### Material to process:

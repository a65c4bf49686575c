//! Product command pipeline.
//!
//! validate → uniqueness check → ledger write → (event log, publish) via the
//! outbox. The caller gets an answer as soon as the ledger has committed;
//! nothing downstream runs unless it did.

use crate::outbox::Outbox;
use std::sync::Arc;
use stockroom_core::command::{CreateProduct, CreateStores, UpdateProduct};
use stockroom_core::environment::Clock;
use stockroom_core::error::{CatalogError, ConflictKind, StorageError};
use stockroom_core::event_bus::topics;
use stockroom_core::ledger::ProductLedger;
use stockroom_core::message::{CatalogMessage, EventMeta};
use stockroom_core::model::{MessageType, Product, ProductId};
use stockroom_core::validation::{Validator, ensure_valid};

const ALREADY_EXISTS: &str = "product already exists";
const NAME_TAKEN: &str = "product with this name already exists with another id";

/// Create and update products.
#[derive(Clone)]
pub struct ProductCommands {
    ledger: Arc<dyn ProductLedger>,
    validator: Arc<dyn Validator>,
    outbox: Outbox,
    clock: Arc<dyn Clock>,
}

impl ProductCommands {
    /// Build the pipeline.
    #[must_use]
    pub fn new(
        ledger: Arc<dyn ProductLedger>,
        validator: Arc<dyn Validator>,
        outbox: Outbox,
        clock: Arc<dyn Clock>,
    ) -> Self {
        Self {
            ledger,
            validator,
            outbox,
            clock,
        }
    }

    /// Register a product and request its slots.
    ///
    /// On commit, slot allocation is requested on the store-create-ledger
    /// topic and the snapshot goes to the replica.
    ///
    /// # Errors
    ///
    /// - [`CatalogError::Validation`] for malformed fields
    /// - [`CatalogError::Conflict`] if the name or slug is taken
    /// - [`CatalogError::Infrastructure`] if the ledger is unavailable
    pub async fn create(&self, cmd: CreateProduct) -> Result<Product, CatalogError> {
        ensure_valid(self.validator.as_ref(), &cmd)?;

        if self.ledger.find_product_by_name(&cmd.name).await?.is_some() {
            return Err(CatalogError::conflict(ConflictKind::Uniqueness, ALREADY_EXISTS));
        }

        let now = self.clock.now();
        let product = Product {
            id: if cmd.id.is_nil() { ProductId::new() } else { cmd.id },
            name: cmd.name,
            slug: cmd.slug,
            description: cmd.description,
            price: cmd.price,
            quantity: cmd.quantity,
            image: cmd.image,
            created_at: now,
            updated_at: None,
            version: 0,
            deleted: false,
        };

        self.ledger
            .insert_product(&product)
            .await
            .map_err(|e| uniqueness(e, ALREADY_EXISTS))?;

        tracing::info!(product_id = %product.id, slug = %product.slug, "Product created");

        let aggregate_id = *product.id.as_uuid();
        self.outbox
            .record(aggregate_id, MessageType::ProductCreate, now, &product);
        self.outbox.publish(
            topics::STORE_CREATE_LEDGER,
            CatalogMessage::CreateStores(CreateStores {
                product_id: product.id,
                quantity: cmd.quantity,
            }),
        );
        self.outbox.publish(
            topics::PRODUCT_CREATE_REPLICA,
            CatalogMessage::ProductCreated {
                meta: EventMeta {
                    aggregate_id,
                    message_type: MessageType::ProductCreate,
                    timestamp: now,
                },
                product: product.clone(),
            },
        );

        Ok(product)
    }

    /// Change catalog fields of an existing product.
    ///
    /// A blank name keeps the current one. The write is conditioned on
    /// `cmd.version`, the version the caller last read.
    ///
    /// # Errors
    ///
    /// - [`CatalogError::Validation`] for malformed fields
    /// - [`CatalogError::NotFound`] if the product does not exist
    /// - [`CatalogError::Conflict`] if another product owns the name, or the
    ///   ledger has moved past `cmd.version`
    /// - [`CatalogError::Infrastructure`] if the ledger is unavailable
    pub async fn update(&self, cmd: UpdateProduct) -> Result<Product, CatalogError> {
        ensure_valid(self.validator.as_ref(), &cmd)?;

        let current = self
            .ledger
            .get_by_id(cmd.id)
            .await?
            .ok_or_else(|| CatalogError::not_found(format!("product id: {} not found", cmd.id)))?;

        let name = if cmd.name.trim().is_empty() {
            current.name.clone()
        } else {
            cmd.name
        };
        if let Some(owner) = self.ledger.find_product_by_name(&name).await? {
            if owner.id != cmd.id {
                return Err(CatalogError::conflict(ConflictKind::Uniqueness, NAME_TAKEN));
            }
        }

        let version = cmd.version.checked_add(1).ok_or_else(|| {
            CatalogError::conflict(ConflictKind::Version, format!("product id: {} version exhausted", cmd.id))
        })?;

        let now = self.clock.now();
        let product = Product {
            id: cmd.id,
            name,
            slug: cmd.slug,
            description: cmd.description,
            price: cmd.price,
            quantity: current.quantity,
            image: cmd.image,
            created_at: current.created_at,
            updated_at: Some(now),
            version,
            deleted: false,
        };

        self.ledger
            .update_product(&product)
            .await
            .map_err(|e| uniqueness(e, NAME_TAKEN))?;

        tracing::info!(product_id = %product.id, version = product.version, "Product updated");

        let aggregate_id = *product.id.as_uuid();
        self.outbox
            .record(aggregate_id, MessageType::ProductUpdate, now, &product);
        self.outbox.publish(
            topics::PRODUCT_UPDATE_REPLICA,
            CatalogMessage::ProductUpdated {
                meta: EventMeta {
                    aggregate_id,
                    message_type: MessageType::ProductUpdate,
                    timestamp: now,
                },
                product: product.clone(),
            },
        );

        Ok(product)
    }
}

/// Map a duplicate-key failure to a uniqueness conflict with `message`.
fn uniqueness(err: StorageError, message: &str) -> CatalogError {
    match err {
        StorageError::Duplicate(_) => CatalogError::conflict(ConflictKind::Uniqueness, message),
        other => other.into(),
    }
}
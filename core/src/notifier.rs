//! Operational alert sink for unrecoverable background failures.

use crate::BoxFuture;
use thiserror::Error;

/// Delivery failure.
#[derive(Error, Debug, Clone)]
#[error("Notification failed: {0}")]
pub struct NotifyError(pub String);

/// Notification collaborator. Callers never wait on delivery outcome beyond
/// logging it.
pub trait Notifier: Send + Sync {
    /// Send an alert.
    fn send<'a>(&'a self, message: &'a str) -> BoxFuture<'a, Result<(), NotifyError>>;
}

### What you should do:
Look through the entries and copy every line in which the string "NotifyError" appears.

### Response below:
pub struct NotifyError(pub String);
    fn send<'a>(&'a self, message: &'a str) -> BoxFuture<'a, Result<(), NotifyError>>;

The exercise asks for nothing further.